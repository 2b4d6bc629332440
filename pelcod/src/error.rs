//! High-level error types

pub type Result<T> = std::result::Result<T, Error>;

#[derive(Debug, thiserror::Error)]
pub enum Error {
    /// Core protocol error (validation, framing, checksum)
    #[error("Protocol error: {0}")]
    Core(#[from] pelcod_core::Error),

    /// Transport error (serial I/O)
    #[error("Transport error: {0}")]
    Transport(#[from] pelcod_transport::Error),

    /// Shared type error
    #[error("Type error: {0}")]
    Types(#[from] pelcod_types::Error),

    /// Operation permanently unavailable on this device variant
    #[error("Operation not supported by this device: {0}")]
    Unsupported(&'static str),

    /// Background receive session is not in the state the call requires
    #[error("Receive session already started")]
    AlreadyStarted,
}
------------------------------------------------------------------------
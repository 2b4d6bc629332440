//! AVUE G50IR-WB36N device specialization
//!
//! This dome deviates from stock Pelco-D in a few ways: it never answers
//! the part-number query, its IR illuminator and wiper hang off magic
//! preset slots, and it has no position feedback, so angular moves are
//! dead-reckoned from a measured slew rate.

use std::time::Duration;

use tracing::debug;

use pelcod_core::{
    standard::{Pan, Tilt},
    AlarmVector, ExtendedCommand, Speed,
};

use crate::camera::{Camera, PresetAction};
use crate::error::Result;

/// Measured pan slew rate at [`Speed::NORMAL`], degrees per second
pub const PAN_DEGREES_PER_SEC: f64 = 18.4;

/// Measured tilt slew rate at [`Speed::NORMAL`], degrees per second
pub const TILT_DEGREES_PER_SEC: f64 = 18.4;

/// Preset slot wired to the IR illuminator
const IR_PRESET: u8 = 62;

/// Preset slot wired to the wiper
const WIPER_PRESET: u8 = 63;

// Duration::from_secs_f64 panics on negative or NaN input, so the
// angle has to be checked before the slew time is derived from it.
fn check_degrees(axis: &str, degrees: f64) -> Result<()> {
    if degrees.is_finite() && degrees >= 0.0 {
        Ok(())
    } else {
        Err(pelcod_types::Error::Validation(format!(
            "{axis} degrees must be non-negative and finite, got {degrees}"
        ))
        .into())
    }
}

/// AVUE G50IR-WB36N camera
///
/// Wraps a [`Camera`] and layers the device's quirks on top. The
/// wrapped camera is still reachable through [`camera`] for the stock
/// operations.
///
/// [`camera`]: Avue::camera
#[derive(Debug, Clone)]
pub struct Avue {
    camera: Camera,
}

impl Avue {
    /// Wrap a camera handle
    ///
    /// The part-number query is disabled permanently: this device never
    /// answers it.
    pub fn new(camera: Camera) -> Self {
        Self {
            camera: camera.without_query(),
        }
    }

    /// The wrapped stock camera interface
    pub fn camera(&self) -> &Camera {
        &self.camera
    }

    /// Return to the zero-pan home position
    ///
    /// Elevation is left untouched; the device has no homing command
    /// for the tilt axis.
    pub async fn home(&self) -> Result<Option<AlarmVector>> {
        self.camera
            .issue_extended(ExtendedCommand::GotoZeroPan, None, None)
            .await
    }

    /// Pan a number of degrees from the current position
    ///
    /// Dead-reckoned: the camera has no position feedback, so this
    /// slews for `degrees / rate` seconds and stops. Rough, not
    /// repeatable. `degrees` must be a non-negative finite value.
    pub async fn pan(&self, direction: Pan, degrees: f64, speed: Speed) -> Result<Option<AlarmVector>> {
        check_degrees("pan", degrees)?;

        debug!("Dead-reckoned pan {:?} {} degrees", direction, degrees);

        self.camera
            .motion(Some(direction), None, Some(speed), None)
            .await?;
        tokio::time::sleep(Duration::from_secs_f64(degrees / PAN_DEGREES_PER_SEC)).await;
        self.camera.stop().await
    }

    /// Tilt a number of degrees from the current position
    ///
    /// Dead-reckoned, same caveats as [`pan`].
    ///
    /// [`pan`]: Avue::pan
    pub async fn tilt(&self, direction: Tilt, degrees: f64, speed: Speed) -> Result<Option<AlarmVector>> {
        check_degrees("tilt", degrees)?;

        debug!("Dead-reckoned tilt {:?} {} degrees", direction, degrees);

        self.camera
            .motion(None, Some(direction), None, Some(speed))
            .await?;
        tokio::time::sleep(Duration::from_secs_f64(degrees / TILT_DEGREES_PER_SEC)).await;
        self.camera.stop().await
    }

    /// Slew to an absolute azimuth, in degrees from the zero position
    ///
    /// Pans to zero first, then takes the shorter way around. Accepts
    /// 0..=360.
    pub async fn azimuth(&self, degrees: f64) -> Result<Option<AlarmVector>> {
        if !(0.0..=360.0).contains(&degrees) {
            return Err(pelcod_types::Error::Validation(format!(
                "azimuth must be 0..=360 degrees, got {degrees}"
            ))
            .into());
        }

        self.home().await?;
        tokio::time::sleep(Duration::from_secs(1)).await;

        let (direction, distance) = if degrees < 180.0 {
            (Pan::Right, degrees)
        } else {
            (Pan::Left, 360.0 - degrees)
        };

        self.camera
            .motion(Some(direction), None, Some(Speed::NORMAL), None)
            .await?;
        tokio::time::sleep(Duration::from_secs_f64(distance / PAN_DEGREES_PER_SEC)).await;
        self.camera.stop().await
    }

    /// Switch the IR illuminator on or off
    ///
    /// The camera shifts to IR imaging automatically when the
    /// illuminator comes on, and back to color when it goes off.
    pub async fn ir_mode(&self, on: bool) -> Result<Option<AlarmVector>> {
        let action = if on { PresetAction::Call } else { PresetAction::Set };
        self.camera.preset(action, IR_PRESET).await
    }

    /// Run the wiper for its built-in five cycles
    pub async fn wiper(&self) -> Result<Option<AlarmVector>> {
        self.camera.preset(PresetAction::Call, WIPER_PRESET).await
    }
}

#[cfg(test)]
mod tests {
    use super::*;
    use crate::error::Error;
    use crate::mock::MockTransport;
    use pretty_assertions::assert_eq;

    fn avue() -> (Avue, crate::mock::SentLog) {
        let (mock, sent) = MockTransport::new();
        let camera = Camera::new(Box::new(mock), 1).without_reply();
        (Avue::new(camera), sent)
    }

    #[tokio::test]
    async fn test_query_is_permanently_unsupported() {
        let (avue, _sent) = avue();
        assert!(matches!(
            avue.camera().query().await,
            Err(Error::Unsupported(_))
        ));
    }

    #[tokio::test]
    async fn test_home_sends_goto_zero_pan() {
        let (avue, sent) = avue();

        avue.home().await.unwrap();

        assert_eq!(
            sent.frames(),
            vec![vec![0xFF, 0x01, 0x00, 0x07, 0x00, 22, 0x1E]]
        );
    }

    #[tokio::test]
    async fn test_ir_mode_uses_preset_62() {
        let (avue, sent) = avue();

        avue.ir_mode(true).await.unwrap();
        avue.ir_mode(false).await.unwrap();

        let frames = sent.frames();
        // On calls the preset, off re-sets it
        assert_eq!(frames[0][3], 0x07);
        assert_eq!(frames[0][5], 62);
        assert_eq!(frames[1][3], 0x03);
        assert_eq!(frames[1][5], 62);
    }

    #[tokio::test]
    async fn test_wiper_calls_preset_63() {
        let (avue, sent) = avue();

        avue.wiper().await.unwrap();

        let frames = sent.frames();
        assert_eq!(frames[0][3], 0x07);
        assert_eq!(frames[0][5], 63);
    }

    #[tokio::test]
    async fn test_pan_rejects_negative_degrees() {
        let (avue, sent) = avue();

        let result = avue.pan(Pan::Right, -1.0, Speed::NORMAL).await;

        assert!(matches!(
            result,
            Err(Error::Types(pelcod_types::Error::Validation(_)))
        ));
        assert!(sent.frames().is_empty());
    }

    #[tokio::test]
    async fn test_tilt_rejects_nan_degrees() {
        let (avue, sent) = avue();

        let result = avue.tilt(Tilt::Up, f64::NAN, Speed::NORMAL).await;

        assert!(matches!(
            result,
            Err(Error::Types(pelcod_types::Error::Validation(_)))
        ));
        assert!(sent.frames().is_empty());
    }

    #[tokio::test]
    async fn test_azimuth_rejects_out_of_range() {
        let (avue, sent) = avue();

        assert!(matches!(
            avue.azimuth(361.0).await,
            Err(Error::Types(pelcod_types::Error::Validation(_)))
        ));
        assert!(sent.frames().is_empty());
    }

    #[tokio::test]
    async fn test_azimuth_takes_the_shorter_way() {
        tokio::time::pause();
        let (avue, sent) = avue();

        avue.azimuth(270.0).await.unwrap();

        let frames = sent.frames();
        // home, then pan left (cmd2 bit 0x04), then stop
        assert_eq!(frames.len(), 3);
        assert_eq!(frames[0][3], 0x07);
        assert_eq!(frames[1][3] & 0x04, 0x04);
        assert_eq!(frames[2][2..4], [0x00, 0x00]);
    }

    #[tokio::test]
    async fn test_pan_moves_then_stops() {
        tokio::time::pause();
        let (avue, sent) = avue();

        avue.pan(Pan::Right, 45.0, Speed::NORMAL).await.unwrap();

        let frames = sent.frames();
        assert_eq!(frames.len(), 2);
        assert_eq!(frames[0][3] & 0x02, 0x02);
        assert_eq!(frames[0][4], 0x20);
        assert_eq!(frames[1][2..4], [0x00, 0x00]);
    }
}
------------------------------------------------------------------------
## Your assignment:
Which lines of the material above hold the string "current"? Pull them out.

## Answer space:
    /// Pan a number of degrees from the current position
    /// Tilt a number of degrees from the current position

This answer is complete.